CpG-ODN调控PD-L1在自身免疫性心肌炎模型中的作用研究
发布时间:2018-07-27 19:05
【摘要】:研究目的:心肌炎是(myocarditis)由多种病毒感染、药物毒性作用等多种病因引起的心脏急性炎症性疾病,伴有各种炎症细胞浸润与心肌细胞损伤甚至坏死。部分心肌炎可快速发展至扩张型心肌病(Dilated cardiomyopathy,DCM),同时扩张型心肌病患者血清标本中可检测出多种抗心肌的自身抗体,证实了自身免疫性心肌炎(autoimmune myocarditis)在扩张型心肌病发病中起着重要的作用。

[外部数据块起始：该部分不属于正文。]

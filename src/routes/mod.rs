use axum::{Router, extract::DefaultBodyLimit};

use crate::state::SharedState;

/// Swagger UI and OpenAPI document.
pub mod docs;
/// Static editor and player pages.
pub mod frontend;
/// Save and load endpoints.
pub mod game;
/// Liveness and storage health.
pub mod health;
/// Replay verification endpoint.
pub mod replay;

/// Compose all route trees, wiring in shared state, documentation and static pages.
pub fn router(state: SharedState) -> Router<()> {
    let body_limit = state.config().max_body_bytes();
    let api_router = health::router()
        .merge(game::router())
        .merge(replay::router())
        .layer(DefaultBodyLimit::max(body_limit));

    let frontend = frontend::service(state.config().frontend_dir());

    api_router
        .merge(docs::router())
        .fallback_service(frontend)
        .with_state(state)
}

因此,建立合适的自身免疫性心肌炎动物模型,模拟心肌炎免疫性损伤的发病过程,在心肌炎发病机制、自身免疫损伤的研究,及治疗效果及预后中有着至关重要的意义。本实验拟建立合适的自身免疫性心肌炎小鼠模型,通过PCR及免疫组化等方法研究程序性细胞死亡分子1配体(programmed death ligand 1,PD-L1)在自身免疫性心肌炎小鼠中表达情况,并寻求一种方法可以调控小鼠心脏内皮细胞表达PD-L1,以期为心肌炎发病机制的研究提供一种新的研究方向,并为临床治疗心肌炎提供一种新的治疗措施。研究方法:(1)构建了两种T细胞过继转输诱导自身免疫性心肌炎模型,并通过免疫组化、PCR等方法观察在两种模型中PD-L1的表达水平。(2)先后使用抗PECAM-1抗体和抗ICAM-2抗体的免疫磁珠分离纯化获得小鼠心脏内皮细胞,通过镜下观察和抗CD31抗体和VE-Caherin染色鉴定内皮细胞。(3)探索干扰素对小鼠心脏内皮细胞PD-L1调控。(3)通过在体实验,研究IFN对小鼠心脏内皮细胞PD-L1的调控。(4)通过在体实验,研究含CpG基序的寡聚脱氧核苷酸(Oligodeoxynucleotides containing CpG motifs,CpG-ODN)对小鼠心脏内皮细胞PD-L1的表达。(5)构建自身免疫性心肌炎,通过石蜡包埋切片计算病理积分,观察CpG-ODN对自身免疫性心肌炎治疗作用。(6)采用PCR检测心脏组织中IL-1β、TNF-α的表达水平。研究结果:(1)两种自身免疫性心肌炎中均发现心脏组织mRNA表达PD-L1显著高于对照组;(2)通过免疫组化发现,心脏组织表达PD-L1与CD31呈一致性。(3)采用二次分选法所纯化获得的小鼠心脏微血管内皮细胞生长良好,形态正常,内皮细胞CD31染色阳性率达99.9%,且VE-Caherin表达率达85.1%,并可在体外稳定传代培养,且冻存后复苏仍保持良好活性。(4)Real-time PCR结果显示10U/ml IFN-γ、100U/ml IFN-β刺激小鼠心脏内皮细胞8小时后,小鼠心脏内皮细胞PD-L1均上调,差距有统计学意义;(5)在体实验结果发现,IFN-β、IFN-γ未能上调小鼠心脏PD-L1 mRNA表达,且未能上调小鼠心脏PD-L1蛋白表达;(6)在体实验结果发现,CpG ODN能上调小鼠心脏PD-L1 mRNA表达,且免疫组化同样得以证实;(7)通过HE染色并对心肌炎小鼠进行组织病理学积分量化分析,结果发现相对PBS干预组,预防使用CpG-ODN组可以使自身免疫性心肌炎小鼠心肌炎程度较之减轻。(8)经荧光实时定量RT-PCR方法检测,CpG-ODN组中IL-1β表达量显著低于PBS对照组,IL-1β(0.313±0.022)vs.(1.180±0.148);TNF-α(0.075±0.011)vs.(0.255±0.018)。结论:PD-L1参与了自身免疫性心肌炎的病程,CpG-ODN能上调小鼠心脏内皮细胞表达PD-L1,并通过上调PD-L1降低了小鼠心肌炎炎症程度。在此实验基础上,CpG-ODN很可能成为治疗自身免疫性心肌炎的有效方法。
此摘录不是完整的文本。